Nordstrom, Inc. is a leading fashion retailer based in the U.S. Founded in 1901 as a shoe store in Seattle, today Nordstrom operates 380 stores in 40 states, including 116 full-line stores in the United States, Canada and Puerto Rico; 248 Nordstrom Rack stores; three Jeffrey boutiques; two clearance stores; six Trunk Club clubhouses; and five Nordstrom Local service hubs. Additionally, customers are served online through Nordstrom.com, Nordstromrack.com, HauteLook.com and TrunkClub.com. Nordstrom, Inc.’s common stock is publicly traded on the NYSE under the symbol JWN.

Certain statements in this press release contain or may suggest “forward-looking” information (as defined in the Private Securities Litigation Reform Act of 1995) that involves risks and uncertainties that could cause results to be materially different from expectations. The words “will,” “may,” “designed to,” “outlook,” “believes,” “should,” “targets,” “anticipates,” “assumptions,” “plans,” “expects” or “expectations,” “intends,” “estimates,” “forecasts,” “guidance” and similar expressions identify certain of these forward-looking statements. The Company also may provide forward-looking statements in oral statements or other written materials released to the public. All statements contained in or incorporated this press release or in other public statements that address such future events or expectations are forward-looking statements.

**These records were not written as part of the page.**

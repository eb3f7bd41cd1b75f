//! glossa CLI binary entry point
//!
//! This is a thin wrapper that calls the library's `run_cli()` function.

use anyhow::Result;
use glossa_cli::run_cli;

fn main() -> Result<()> {
    run_cli()
}
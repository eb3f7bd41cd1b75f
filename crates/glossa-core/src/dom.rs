//! DOM construction and traversal helpers over `markup5ever_rcdom`

use encoding_rs::Encoding;
use html5ever::parse_document;
use html5ever::tendril::TendrilSink;
use markup5ever_rcdom::{Handle, NodeData, RcDom};

/// Decode raw bytes with a charset label, falling back to lossy UTF-8
pub fn decode_bytes(data: &[u8], charset: Option<&str>) -> String {
    match charset.and_then(|label| Encoding::for_label(label.trim().as_bytes())) {
        Some(encoding) => {
            let (text, _, _) = encoding.decode(data);
            text.into_owned()
        }
        None => String::from_utf8_lossy(data).into_owned(),
    }
}

/// Parse markup text into a DOM
pub fn html_to_dom(text: &str) -> std::io::Result<RcDom> {
    parse_document(RcDom::default(), Default::default())
        .from_utf8()
        .read_from(&mut text.as_bytes())
}

/// Find elements along a path of element names, searching at any depth
/// between path steps
pub fn find_nodes(node: &Handle, node_names: &[&str]) -> Vec<Handle> {
    let mut found = Vec::new();
    let Some((first, rest)) = node_names.split_first() else {
        return found;
    };

    let matches = get_node_name(node).is_some_and(|name| name == *first);
    if matches && rest.is_empty() {
        found.push(node.clone());
    }

    let next: &[&str] = if matches && !rest.is_empty() {
        rest
    } else {
        node_names
    };
    for child in node.children.borrow().iter() {
        found.append(&mut find_nodes(child, next));
    }

    found
}

/// First element child with the given name
pub fn get_child_node_by_name(parent: &Handle, node_name: &str) -> Option<Handle> {
    parent
        .children
        .borrow()
        .iter()
        .find(|child| get_node_name(child) == Some(node_name))
        .cloned()
}

/// Element children, in document order
pub fn element_children(node: &Handle) -> Vec<Handle> {
    node.children
        .borrow()
        .iter()
        .filter(|child| matches!(child.data, NodeData::Element { .. }))
        .cloned()
        .collect()
}

/// First element descendant (excluding the node itself) whose name is in `names`
pub fn first_descendant(node: &Handle, names: &[&str]) -> Option<Handle> {
    for child in node.children.borrow().iter() {
        if get_node_name(child).is_some_and(|name| names.contains(&name)) {
            return Some(child.clone());
        }
        if let Some(found) = first_descendant(child, names) {
            return Some(found);
        }
    }
    None
}

/// Attribute value
pub fn get_node_attr(node: &Handle, attr_name: &str) -> Option<String> {
    match &node.data {
        NodeData::Element { attrs, .. } => attrs
            .borrow()
            .iter()
            .find(|attr| &*attr.name.local == attr_name)
            .map(|attr| attr.value.to_string()),
        _ => None,
    }
}

/// All attributes, in source order
pub fn get_node_attrs(node: &Handle) -> Vec<(String, String)> {
    match &node.data {
        NodeData::Element { attrs, .. } => attrs
            .borrow()
            .iter()
            .map(|attr| (attr.name.local.to_string(), attr.value.to_string()))
            .collect(),
        _ => Vec::new(),
    }
}

/// Local element name
pub fn get_node_name(node: &Handle) -> Option<&'_ str> {
    match &node.data {
        NodeData::Element { name, .. } => Some(name.local.as_ref()),
        _ => None,
    }
}

/// Contents of a text node
pub fn get_text(node: &Handle) -> Option<String> {
    match &node.data {
        NodeData::Text { contents } => Some(contents.borrow().to_string()),
        _ => None,
    }
}

/// Concatenated text of all descendant text nodes
pub fn text_content(node: &Handle) -> String {
    let mut out = String::new();
    collect_text(node, &mut out);
    out
}

fn collect_text(node: &Handle, out: &mut String) {
    if let NodeData::Text { contents } = &node.data {
        out.push_str(&contents.borrow());
    }
    for child in node.children.borrow().iter() {
        collect_text(child, out);
    }
}
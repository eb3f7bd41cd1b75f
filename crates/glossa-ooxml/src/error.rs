//! Error types for rich document output

use thiserror::Error;

/// Errors that can occur while building or reading a DOCX package
#[derive(Error, Debug)]
pub enum OoxmlError {
    /// Error reading or writing the ZIP archive
    #[error("Archive error: {0}")]
    Archive(#[from] zip::result::ZipError),

    /// Error reading or writing files
    #[error("IO error: {0}")]
    Io(#[from] std::io::Error),

    /// Error parsing XML content
    #[error("XML parsing error: {0}")]
    Xml(#[from] quick_xml::Error),

    /// Required part not found in the package
    #[error("Required file not found: {0}")]
    MissingFile(String),

    /// Package part without the expected structure
    #[error("Invalid document structure: {0}")]
    InvalidStructure(String),
}

/// Result type for OOXML operations
pub type Result<T> = std::result::Result<T, OoxmlError>;
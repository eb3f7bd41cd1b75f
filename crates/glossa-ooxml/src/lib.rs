//! # glossa-ooxml
//!
//! Rich document output for glossa.
//!
//! This crate provides functionality to:
//! - Convert a parsed document tree into a styled rich document
//! - Package that rich document as a self-contained DOCX file
//! - Read generated packages back for inspection
//!
//! ## Example: Rendering a Document
//!
//! ```
//! use glossa_ast::{DocumentNode, NodeKind, ParsedDocument, TextSegment, TextType};
//! use glossa_ooxml::{render_docx, OoxmlArchive, RichDocument};
//!
//! let para = DocumentNode::new(NodeKind::Paragraph)
//!     .with_segment(TextSegment::new("The word", TextType::English))
//!     .with_segment(TextSegment::new("rosa", TextType::Latin));
//! let doc = ParsedDocument::new("Nouns", vec![para]);
//!
//! let bytes = render_docx(&doc)?;
//! let archive = OoxmlArchive::from_bytes(&bytes)?;
//! let rich = RichDocument::parse(archive.document_xml()?)?;
//!
//! assert!(rich.plain_text().contains("The word rosa"));
//! # Ok::<(), glossa_ooxml::OoxmlError>(())
//! ```

pub mod archive;
pub mod conversion;
pub mod document;
pub mod error;
pub mod relationships;
pub mod styles;
pub mod writer;

pub use archive::OoxmlArchive;
pub use conversion::{convert_document, convert_document_with_styles, ConversionContext, ToRich};
pub use document::{Block, NumberingRef, Paragraph, RichDocument, Run, Table, TableCell, TableRow};
pub use error::{OoxmlError, Result};
pub use relationships::Relationships;
pub use styles::{ElementType, Style, StyleMap, StyleSheet, StyleType};
pub use writer::{render_docx, render_docx_with_styles, write_docx, DocxWriter};

/// Crate version
pub const VERSION: &str = env!("CARGO_PKG_VERSION");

Important factors that could cause actual results to differ materially from these


forward-looking statements are detailed in the Company’s Annual Report on Form 10-K for the fiscal year ended February 1, 2020. These forward-looking statements are not guarantees of future performance and speak only as of the date hereof, and, except as required by law, the Company undertakes no obligation to update or revise any forward-looking statements to reflect subsequent events, new information or future circumstances.